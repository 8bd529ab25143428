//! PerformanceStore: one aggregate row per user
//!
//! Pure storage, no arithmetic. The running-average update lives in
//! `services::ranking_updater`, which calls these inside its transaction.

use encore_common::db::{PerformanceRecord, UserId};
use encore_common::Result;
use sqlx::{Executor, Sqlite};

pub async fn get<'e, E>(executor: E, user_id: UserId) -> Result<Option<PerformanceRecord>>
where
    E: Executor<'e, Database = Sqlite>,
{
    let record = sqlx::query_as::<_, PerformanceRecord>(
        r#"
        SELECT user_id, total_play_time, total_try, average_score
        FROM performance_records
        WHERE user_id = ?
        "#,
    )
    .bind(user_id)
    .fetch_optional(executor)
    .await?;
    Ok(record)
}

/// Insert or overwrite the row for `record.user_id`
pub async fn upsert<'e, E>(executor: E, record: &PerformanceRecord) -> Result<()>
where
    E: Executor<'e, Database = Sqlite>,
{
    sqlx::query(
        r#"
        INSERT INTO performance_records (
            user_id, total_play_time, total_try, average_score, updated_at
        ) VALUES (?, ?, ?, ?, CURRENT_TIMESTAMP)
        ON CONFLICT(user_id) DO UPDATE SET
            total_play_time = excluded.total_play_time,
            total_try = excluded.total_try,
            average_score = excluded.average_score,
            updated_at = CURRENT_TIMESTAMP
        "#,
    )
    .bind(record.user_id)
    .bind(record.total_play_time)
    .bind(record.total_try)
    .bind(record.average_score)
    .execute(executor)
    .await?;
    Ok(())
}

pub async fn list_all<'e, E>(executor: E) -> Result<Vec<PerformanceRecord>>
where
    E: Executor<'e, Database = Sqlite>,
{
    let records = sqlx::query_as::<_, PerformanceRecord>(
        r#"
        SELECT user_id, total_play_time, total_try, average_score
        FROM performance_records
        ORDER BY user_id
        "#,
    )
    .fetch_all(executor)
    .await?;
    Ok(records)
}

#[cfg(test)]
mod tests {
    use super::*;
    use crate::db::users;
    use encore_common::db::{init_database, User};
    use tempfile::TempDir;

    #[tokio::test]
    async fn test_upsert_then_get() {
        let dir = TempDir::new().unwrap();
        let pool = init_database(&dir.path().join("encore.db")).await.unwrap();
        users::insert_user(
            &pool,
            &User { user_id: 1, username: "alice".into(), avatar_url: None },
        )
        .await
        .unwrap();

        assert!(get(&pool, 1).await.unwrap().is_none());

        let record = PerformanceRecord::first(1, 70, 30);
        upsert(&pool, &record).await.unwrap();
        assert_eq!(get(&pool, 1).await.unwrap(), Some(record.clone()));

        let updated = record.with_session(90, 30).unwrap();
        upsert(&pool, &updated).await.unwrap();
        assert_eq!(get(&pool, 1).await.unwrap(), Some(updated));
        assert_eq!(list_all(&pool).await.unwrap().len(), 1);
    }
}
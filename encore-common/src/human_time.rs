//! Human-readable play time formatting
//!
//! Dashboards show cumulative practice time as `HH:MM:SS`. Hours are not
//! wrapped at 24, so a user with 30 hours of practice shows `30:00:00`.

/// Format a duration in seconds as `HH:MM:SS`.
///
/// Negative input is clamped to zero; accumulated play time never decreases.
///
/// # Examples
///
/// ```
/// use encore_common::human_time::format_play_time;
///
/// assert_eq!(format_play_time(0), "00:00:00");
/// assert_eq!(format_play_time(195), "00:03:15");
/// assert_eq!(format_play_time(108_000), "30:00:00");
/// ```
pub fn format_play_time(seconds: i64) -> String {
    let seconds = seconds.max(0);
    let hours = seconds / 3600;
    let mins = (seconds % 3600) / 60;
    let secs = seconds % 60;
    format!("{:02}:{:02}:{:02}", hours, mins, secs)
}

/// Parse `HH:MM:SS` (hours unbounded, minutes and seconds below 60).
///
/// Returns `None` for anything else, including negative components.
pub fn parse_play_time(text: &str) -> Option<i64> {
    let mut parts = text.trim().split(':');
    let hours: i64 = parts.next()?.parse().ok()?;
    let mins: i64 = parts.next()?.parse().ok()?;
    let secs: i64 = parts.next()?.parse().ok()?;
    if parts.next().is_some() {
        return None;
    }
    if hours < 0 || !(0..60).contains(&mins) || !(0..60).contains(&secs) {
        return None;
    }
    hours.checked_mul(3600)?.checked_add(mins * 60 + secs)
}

********************

Produce a word-for-word copy of everything above from the line holding "update lives in" down to the line holding "Insert or overwrite", with both of those lines kept.

//! Pure storage, no arithmetic. The running-average update lives in
//! `services::ranking_updater`, which calls these inside its transaction.

use encore_common::db::{PerformanceRecord, UserId};
use encore_common::Result;
use sqlx::{Executor, Sqlite};

pub async fn get<'e, E>(executor: E, user_id: UserId) -> Result<Option<PerformanceRecord>>
where
    E: Executor<'e, Database = Sqlite>,
{
    let record = sqlx::query_as::<_, PerformanceRecord>(
        r#"
        SELECT user_id, total_play_time, total_try, average_score
        FROM performance_records
        WHERE user_id = ?
        "#,
    )
    .bind(user_id)
    .fetch_optional(executor)
    .await?;
    Ok(record)
}

/// Insert or overwrite the row for `record.user_id`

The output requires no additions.